In preparation for my Groupby.org presentation on Friday, I wanted to do a post about why SELECT * is bittersweet.
Let’s start with the bitter first:
- If I have a wide table (lots of columns or columns that have large data types) and I select them all, I am reading A LOT more data than I probably need to read which takes up processor. This will also take up space in my buffer cache and can knock other things out. I am making this sound extra scary to discourge anyone from doing it for a whole table or even a lot of rows.
- Indexing goes out the window with SELECT * because SQL will do a full table scan. If I create an index using every column to make it work (and please don’t do this, it stores the table twice) , someone will come along one day and add a column to my table and it will do a full table scan again. There will be a domino effect in my system leading to the end of the world or at least poor performance.
- Using SELECT * in a Stored Procedure or View can seem simple and easy. I automatically have all the columns I need. What happens when I add a column to my table that lives underneathe? It can change the behavior or even break the Stored Procedure or View and anything that relys on them. Some of the issues may not show up at first for example, it may sort differently, or I may get duplicate data. Then, I have to go back through everything trying to figure out what changed and where to fix it. Huge headache ahead on this one.
We have seen the bitter, now let me show you the sweet:
- When I have a small table and can’t remember the names of all the columns, SELECT * is a quick way for me to see what the columns are named.

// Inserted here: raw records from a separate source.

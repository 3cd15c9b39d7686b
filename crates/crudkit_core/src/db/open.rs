//! Connection bootstrap utilities for the SQLite backend.
//!
//! # Responsibility
//! - Open file, private in-memory or memdb-backed SQLite connections.
//! - Configure the pragmas procedure execution relies on.
//! - Bring the procedure catalog up to date before handing a connection out.
//!
//! # Invariants
//! - Returned connections have `foreign_keys=ON`.
//! - Returned connections have catalog migrations fully applied.

use super::migrations::apply_migrations;
use super::DbResult;
use log::{error, info};
use rusqlite::Connection;
use std::path::Path;
use std::time::{Duration, Instant};

const BUSY_TIMEOUT: Duration = Duration::from_secs(5);

/// Opens a SQLite database file and applies pending catalog migrations.
///
/// # Side effects
/// - Emits `db_open` logging events with duration and status.
pub fn open_db(path: impl AsRef<Path>) -> DbResult<Connection> {
    open_logged("file", || Connection::open(path))
}

/// Opens a private in-memory SQLite database with the catalog installed.
pub fn open_db_in_memory() -> DbResult<Connection> {
    open_logged("memory", Connection::open_in_memory)
}

/// Opens `target` (a path or a `file:` URI) for use by a connection pool.
pub fn open_connection(target: &str) -> DbResult<Connection> {
    let mode = if target.starts_with("file:") {
        "uri"
    } else {
        "file"
    };
    open_logged(mode, || Connection::open(target))
}

fn open_logged(
    mode: &'static str,
    open: impl FnOnce() -> rusqlite::Result<Connection>,
) -> DbResult<Connection> {
    let started_at = Instant::now();
    info!("event=db_open module=db status=start mode={mode}");

    let mut conn = match open() {
        Ok(conn) => conn,
        Err(err) => {
            error!(
                "event=db_open module=db status=error mode={} duration_ms={} error_code=db_open_failed error={}",
                mode,
                started_at.elapsed().as_millis(),
                err
            );
            return Err(err.into());
        }
    };

    match bootstrap_connection(&mut conn) {
        Ok(()) => {
            info!(
                "event=db_open module=db status=ok mode={} duration_ms={}",
                mode,
                started_at.elapsed().as_millis()
            );
            Ok(conn)
        }
        Err(err) => {
            error!(
                "event=db_open module=db status=error mode={} duration_ms={} error_code=db_bootstrap_failed error={}",
                mode,
                started_at.elapsed().as_millis(),
                err
            );
            Err(err)
        }
    }
}

fn bootstrap_connection(conn: &mut Connection) -> DbResult<()> {
    conn.execute_batch("PRAGMA foreign_keys = ON;")?;
    conn.busy_timeout(BUSY_TIMEOUT)?;
    apply_migrations(conn)?;
    Ok(())
}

- When I need to see what the data looks like in the table, I can use SELECT Top 5 * and get an idea of the data. By limiting the data I am bringing back, I don’t cause as many of the scary reads which uses less processor and I don’t fill up my buffer cache with useless stuff.
SELECT * Can be a friend if it is used carefully and knowingly.
*Update* Here is the GroupBy Presentation I did on T-SQL for Beginners if you would like to watch it.
The song for this post is Bittersweet by Panic! At the Disco
Hi, I was listening to your GroupBy presentation today via podcast, and I wanted to offer a correction. The BETWEEN operator *does* include the end-points. I.e. “myInteger between 1 and 5” includes all integers in (1,2,3,4,5). I like your presentation style, very newbie-friendly!
It looks like the host stepped in and clarified, nice. Kudos on a great session!
Thank you for the kind words! Have an awesome day!